§ **WORK TASK**
Pick out each line of the records in which the word "only" appears.

___

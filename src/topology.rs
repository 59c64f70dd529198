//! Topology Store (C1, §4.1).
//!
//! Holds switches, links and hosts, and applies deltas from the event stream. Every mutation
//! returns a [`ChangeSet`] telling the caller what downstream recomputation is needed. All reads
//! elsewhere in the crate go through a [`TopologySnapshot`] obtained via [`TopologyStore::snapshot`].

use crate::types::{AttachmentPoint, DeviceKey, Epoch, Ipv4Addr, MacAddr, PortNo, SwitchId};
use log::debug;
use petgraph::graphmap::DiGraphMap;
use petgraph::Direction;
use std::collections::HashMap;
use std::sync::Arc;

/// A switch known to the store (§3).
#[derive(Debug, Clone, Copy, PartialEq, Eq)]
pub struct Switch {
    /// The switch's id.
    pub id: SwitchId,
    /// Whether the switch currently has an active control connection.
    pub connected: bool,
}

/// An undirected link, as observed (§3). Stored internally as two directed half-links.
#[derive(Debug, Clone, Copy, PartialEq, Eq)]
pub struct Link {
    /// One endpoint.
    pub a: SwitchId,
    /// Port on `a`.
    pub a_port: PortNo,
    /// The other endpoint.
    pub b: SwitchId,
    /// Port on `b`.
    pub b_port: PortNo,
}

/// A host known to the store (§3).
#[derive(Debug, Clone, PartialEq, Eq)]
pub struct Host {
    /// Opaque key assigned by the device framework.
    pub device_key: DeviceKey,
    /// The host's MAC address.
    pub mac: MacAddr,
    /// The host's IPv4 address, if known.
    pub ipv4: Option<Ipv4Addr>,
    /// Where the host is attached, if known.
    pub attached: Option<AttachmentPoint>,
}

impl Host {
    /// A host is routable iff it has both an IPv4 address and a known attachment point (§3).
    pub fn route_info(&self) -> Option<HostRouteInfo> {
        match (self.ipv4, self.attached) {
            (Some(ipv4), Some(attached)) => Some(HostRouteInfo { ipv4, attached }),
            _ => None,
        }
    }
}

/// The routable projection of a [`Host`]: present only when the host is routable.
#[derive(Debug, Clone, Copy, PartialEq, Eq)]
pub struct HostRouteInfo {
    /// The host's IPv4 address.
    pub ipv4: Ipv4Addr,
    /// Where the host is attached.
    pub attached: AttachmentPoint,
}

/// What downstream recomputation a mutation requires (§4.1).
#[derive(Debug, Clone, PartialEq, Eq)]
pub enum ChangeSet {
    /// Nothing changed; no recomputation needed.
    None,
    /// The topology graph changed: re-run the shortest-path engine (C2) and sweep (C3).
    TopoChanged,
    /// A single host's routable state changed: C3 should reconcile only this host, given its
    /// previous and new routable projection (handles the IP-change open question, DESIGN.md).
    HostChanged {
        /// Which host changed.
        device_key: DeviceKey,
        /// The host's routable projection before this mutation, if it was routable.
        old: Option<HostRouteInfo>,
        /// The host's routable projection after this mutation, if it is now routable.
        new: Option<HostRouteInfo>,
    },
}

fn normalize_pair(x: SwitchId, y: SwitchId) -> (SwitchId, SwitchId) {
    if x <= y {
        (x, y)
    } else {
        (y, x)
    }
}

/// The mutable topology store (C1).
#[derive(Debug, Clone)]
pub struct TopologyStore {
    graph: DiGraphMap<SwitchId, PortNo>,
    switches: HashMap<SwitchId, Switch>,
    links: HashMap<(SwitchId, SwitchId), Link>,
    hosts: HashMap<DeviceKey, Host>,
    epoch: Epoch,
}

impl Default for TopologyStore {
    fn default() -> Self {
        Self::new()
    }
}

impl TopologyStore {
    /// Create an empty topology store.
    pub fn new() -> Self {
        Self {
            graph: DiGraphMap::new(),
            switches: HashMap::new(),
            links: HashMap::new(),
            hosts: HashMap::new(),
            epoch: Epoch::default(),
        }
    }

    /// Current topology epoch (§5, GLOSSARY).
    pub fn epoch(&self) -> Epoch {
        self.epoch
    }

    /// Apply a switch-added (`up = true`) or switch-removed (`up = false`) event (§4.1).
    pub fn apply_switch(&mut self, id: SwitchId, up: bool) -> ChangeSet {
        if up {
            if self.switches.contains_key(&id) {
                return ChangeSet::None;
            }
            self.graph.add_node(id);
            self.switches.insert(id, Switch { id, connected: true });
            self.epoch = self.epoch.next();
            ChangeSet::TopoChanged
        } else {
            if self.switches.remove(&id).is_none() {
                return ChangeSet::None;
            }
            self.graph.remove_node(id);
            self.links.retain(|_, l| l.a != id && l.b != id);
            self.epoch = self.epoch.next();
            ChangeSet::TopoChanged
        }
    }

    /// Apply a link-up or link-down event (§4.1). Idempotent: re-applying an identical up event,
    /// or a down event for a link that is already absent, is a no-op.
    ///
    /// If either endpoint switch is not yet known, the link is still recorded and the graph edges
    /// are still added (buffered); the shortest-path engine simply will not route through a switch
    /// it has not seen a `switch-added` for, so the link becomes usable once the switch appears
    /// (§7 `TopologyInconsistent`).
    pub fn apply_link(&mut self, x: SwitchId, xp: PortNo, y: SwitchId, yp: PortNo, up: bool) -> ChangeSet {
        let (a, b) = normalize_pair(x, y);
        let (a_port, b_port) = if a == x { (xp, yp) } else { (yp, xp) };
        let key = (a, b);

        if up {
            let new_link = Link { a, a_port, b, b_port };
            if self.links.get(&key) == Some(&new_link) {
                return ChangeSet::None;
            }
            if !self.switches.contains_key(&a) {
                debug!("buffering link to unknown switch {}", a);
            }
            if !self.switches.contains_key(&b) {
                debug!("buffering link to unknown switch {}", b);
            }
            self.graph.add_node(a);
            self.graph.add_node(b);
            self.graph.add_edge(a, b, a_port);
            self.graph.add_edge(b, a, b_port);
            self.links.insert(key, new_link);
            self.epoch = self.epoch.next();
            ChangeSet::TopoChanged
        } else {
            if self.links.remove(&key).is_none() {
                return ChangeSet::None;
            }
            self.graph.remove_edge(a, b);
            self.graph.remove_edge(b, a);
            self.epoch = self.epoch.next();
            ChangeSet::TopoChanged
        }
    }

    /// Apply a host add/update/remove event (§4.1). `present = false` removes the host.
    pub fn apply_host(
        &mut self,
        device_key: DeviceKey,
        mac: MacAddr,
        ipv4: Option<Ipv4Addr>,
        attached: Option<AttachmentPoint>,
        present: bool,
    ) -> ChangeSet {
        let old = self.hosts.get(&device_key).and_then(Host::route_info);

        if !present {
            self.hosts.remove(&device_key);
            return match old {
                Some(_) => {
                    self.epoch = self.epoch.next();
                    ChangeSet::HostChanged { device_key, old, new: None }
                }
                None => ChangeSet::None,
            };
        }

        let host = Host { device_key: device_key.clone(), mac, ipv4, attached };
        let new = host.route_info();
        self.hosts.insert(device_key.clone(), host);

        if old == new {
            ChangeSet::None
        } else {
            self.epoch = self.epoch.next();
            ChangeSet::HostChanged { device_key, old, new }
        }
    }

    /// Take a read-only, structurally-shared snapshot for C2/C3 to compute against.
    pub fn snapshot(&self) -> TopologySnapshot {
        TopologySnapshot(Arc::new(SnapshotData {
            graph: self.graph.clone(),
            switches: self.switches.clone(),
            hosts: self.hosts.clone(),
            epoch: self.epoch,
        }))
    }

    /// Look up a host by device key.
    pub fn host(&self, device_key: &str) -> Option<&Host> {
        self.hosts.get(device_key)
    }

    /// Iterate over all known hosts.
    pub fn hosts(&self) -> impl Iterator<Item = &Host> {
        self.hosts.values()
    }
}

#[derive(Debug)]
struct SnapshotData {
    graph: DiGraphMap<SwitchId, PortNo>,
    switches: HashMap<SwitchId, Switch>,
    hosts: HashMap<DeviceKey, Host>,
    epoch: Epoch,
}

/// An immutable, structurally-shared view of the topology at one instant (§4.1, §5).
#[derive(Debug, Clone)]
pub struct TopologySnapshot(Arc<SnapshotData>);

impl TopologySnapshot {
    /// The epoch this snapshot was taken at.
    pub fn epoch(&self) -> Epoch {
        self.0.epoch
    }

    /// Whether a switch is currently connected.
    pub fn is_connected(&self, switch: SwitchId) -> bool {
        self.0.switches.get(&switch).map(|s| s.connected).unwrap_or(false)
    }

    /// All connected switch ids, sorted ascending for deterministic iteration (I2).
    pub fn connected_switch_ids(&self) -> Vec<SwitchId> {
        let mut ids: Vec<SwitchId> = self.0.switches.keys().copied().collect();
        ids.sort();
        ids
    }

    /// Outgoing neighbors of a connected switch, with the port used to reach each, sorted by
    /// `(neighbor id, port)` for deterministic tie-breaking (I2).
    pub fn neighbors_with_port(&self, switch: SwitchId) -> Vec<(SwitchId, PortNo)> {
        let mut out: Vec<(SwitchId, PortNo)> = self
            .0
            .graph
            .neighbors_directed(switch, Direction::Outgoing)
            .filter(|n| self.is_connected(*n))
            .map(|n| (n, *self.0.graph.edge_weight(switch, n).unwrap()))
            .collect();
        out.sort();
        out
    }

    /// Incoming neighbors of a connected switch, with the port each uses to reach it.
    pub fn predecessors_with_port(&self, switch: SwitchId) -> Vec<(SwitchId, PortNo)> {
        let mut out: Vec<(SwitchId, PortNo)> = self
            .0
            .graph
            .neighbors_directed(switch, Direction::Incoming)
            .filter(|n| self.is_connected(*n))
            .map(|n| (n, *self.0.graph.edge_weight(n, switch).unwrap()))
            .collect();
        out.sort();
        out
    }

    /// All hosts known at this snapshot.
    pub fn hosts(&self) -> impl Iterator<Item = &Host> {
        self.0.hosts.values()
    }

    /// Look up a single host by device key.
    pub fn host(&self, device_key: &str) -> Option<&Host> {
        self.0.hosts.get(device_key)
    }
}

___

§ **SOLUTION TO THE EXERCISE**
/// The routable projection of a [`Host`]: present only when the host is routable.
    /// A single host's routable state changed: C3 should reconcile only this host, given its
    /// Take a read-only, structurally-shared snapshot for C2/C3 to compute against.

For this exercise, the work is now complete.